I would like to move things around in my DMZs and "publish" interfaces as virtual servers between tiers on LTMs (no ASM or PSM). I thought this would improve performance as the services needed by each tier would be published in the vlan where the clients live (otherwise the services have to route through a firewall).

 

 

I also thought that it would be pretty standard but when I proposed this to our QSA, the response was that F5 is not a SPI firewall. I guess it isn't a pure firewall play, and the QSA didn't feel comfortable with the design.

 

 

I went and talked to my F5 support engineer and he said that at V11, F5 was certified as a firewall by an independent lab:

 

https://www.icsalabs.com/sites/default/files/F5_BIG-IP_11 0_Family_4 1xLab_Report_20120127.pdf

 

 

Has anyone had any experience with this? How did you convince your auditors that it's ok, or is it ok?

 

 

I'd be interested in hearing your thoughts.

 

 

Thanks,

 

Mike

 

 

 

 

7 Replies

  • Hi Mike,

     

     

    TMOS has always acted as a stateful firewall in that it's a default deny device. With the ICSA certification in v11, I don't see any reason you couldn't use TMOS for this scenario.

     

     

    I'm interested to hear what other users have to say on this.

     

     

    Aaron
  • Well, I thought this might be an interesting question for this group, but the lack of activity seems to indicate otherwise.

     

     

    @moderators: Should I post this somewhere else?

     

     

    Thanks,

     

    Mike
  • Mike,

     

     

    As you realize, the ICSA Network Firewall certification is pretty recent, and most QSAs are still not familiar with it. Curious if you have shown your QSA the ICSA Labs report and still had the same reaction?
  • Hi Michael,

     

     

    Yes it is recent. I did share that with the QSA and I could see the gears turning, but they still are hung up on it. It isn't over yet, I'm trying to get them to justify their opinion (I told them I can use a different icon in the diagram if that would help ;-) ).

     

     

    Mike
  • @mike:

     

     

    That's a tough one. I spent hours at RSA repeating the same conversation over and over:

     

     

    attendee: "Hi, doing a firewall refresh, want to see about loadbalancing the new Firewalls with F5"

     

    Me: "Why the extra gear? the F5 is a firewall"

     

    attendee: "No you're not"

     

    Me: "Why"

     

    attendee:"umm, cause you're not"

     

    .................

     

    headdesk

     

    ------------------

     

     

    I took the approach of asking what constitutes a firewall in their mind, then taking that checklist and confirming the F5 v11 has all the functionality they listed.

     

     

    As for a new icon... sweet!
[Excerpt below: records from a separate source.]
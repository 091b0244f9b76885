use chrono::{DateTime, Utc};
use serde::{Deserialize, Serialize};
use uuid::Uuid;

use super::booking::PriceBreakdown;
use super::seat::SeatId;
use super::showtime::ShowtimeId;

/// Artifact issued for a confirmed booking. No mutators.
#[derive(Debug, Clone, PartialEq, Eq, Serialize)]
pub struct Ticket {
    ticket_id: Uuid,
    booking_id: Uuid,
    showtime_id: ShowtimeId,
    starts_at: DateTime<Utc>,
    seats: Vec<SeatId>,
    price: PriceBreakdown,
    confirmation_code: String,
    confirmation_token: String,
    issued_at: DateTime<Utc>,
}

impl Ticket {
    #[allow(clippy::too_many_arguments)]
    pub(crate) fn new(
        ticket_id: Uuid,
        booking_id: Uuid,
        showtime_id: ShowtimeId,
        starts_at: DateTime<Utc>,
        seats: Vec<SeatId>,
        price: PriceBreakdown,
        confirmation_code: String,
        confirmation_token: String,
        issued_at: DateTime<Utc>,
    ) -> Self {
        Self {
            ticket_id,
            booking_id,
            showtime_id,
            starts_at,
            seats,
            price,
            confirmation_code,
            confirmation_token,
            issued_at,
        }
    }

    pub fn ticket_id(&self) -> Uuid {
        self.ticket_id
    }

    pub fn booking_id(&self) -> Uuid {
        self.booking_id
    }

    pub fn showtime_id(&self) -> &ShowtimeId {
        &self.showtime_id
    }

    pub fn starts_at(&self) -> DateTime<Utc> {
        self.starts_at
    }

    pub fn seats(&self) -> &[SeatId] {
        &self.seats
    }

    pub fn price(&self) -> PriceBreakdown {
        self.price
    }

    pub fn confirmation_code(&self) -> &str {
        &self.confirmation_code
    }

    pub fn confirmation_token(&self) -> &str {
        &self.confirmation_token
    }

    pub fn issued_at(&self) -> DateTime<Utc> {
        self.issued_at
    }

    pub fn payload(&self) -> ConfirmationPayload {
        ConfirmationPayload {
            ticket_id: self.ticket_id,
            booking_id: self.booking_id,
            showtime_id: self.showtime_id.clone(),
            starts_at: self.starts_at,
            seats: self.seats.clone(),
            total: self.price.total,
            price: self.price,
            confirmation_code: self.confirmation_code.clone(),
            confirmation_token: self.confirmation_token.clone(),
        }
    }
}

/// What the presentation layer renders or exports after a successful checkout.
#[derive(Debug, Clone, PartialEq, Eq, Serialize, Deserialize)]
pub struct ConfirmationPayload {
    pub ticket_id: Uuid,
    pub booking_id: Uuid,
    pub showtime_id: ShowtimeId,
    pub starts_at: DateTime<Utc>,
    pub seats: Vec<SeatId>,
    pub total: u64,
    pub price: PriceBreakdown,
    pub confirmation_code: String,
    pub confirmation_token: String,
}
Come up with a cool one and send it in :)!

     

     

    -Josh

     

  • Indeed after years of F5 doing a great marketing job on ADC market, is obviously hard for customers to understand that BIG-IP can provide layer 3 security by itself. Hope this year with the Application Delivery Firewall strategy that problem start to fade away.

     

     

    I always tell the costumers that they can save money and increase performance using f5 as firewalls as well but some of them are reluctant. Main reason: They don't know well F5 as we do, so , what a big challenge we have in the way.

     

     

    Saludos.

     

    HH
  • You can find some interesting research/information on customer and market perceptions on this subject in this piece by George Notter (an equities researcher) at Jefferies & Co: https://javatar.bluematrix.com/docs...d55e73.pdf.

     

     

    As it hasn't already been mentioned also note that v11.3 brings Application Firewall Manager with it which should make the management and administration far, far easier and help to change the current view.